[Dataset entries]
◆ ◆ ◆ ◆ ◆

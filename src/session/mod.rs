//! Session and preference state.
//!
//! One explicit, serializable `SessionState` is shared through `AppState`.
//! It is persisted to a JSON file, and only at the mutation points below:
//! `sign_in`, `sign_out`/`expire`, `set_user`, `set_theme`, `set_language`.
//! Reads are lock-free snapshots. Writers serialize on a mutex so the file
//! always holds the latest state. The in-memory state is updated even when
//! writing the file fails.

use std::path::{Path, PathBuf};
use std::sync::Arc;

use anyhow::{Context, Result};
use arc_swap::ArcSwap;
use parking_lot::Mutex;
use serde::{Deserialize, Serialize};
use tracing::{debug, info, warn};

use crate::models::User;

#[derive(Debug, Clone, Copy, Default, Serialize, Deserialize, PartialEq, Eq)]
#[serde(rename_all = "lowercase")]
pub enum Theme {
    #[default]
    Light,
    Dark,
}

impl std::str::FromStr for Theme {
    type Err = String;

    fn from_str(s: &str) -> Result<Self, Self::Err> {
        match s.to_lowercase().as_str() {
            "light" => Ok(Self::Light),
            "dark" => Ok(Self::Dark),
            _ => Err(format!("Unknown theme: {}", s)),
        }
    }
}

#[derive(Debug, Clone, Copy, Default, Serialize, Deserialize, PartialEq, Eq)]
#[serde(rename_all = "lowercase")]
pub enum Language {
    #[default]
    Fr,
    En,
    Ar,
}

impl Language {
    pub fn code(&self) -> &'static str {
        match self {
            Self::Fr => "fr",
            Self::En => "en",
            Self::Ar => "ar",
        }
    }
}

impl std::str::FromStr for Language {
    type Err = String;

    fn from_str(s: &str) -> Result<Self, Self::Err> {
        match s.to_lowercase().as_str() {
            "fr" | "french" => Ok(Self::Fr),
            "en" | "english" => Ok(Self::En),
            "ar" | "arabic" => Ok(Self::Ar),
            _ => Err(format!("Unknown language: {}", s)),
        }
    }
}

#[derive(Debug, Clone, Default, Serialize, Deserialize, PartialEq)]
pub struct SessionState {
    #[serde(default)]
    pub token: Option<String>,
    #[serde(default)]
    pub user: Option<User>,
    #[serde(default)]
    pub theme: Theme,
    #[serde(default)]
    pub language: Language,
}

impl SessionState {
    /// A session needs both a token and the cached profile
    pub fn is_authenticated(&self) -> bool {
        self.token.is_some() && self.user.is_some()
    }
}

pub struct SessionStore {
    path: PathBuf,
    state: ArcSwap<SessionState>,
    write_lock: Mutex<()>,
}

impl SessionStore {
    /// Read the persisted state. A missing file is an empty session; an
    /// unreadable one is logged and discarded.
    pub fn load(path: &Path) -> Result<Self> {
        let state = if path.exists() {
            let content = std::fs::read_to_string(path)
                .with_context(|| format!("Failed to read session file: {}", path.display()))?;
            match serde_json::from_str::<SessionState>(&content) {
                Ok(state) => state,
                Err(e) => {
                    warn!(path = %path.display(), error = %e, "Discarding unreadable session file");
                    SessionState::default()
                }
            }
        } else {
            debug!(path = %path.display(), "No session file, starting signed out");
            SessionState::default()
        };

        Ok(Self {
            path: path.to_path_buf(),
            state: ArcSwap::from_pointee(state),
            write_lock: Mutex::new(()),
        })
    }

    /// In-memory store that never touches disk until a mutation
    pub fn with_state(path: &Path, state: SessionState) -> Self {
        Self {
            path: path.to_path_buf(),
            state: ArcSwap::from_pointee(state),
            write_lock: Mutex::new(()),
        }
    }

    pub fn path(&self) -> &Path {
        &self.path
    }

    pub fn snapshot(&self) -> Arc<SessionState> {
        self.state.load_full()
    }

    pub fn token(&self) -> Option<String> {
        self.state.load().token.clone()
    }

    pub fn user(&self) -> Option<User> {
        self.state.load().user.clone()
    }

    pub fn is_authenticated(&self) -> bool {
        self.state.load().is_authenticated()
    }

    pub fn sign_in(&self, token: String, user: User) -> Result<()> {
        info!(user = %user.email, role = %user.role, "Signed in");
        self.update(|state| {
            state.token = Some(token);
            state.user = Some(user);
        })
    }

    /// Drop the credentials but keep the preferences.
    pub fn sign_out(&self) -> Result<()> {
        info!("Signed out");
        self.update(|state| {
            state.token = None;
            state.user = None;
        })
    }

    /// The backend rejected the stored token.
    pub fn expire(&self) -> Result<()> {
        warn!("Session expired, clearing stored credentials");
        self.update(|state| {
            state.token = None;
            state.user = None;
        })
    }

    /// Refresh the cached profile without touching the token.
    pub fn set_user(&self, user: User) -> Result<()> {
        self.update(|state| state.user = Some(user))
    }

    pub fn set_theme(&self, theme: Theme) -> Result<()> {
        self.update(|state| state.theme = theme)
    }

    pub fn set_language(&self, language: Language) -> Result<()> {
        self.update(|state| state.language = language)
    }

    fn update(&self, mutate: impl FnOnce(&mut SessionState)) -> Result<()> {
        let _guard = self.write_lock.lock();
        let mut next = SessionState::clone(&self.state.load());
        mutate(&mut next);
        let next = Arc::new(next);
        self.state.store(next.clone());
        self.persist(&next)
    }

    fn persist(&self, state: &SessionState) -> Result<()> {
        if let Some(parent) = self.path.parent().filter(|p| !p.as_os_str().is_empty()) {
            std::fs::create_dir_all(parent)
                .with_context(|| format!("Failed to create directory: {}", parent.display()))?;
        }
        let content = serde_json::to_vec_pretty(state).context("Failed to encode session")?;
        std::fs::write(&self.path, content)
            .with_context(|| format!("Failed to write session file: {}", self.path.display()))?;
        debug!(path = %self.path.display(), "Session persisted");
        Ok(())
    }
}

◆ ◆ ◆ ◆ ◆

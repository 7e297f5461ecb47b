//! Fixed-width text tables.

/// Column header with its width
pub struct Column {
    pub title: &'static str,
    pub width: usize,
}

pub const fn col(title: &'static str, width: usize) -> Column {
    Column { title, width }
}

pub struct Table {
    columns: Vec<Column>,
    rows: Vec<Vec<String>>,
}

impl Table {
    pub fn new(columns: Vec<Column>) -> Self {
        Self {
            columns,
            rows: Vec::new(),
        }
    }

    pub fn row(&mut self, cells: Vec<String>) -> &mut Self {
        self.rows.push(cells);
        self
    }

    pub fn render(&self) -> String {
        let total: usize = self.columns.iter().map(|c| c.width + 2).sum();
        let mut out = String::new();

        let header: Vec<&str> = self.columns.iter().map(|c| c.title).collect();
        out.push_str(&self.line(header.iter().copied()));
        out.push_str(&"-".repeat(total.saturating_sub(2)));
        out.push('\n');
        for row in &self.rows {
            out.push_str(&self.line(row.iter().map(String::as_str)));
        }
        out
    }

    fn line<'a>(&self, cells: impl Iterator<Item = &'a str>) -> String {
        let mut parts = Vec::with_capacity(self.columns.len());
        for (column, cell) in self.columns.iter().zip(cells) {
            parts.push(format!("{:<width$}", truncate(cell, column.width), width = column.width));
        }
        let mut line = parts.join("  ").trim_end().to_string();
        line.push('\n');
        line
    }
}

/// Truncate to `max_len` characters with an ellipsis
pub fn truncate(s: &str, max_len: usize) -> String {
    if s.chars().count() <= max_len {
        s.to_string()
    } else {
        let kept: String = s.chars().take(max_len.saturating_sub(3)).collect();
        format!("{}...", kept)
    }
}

◆ ◆ ◆ ◆ ◆

#### Work request
Find every line of the data that includes the string "impl". Copy each of those lines.

#### Response below
impl std::str::FromStr for Theme {
impl Language {
impl std::str::FromStr for Language {
impl SessionState {
impl SessionStore {
    fn update(&self, mutate: impl FnOnce(&mut SessionState)) -> Result<()> {
impl Table {
    fn line<'a>(&self, cells: impl Iterator<Item = &'a str>) -> String {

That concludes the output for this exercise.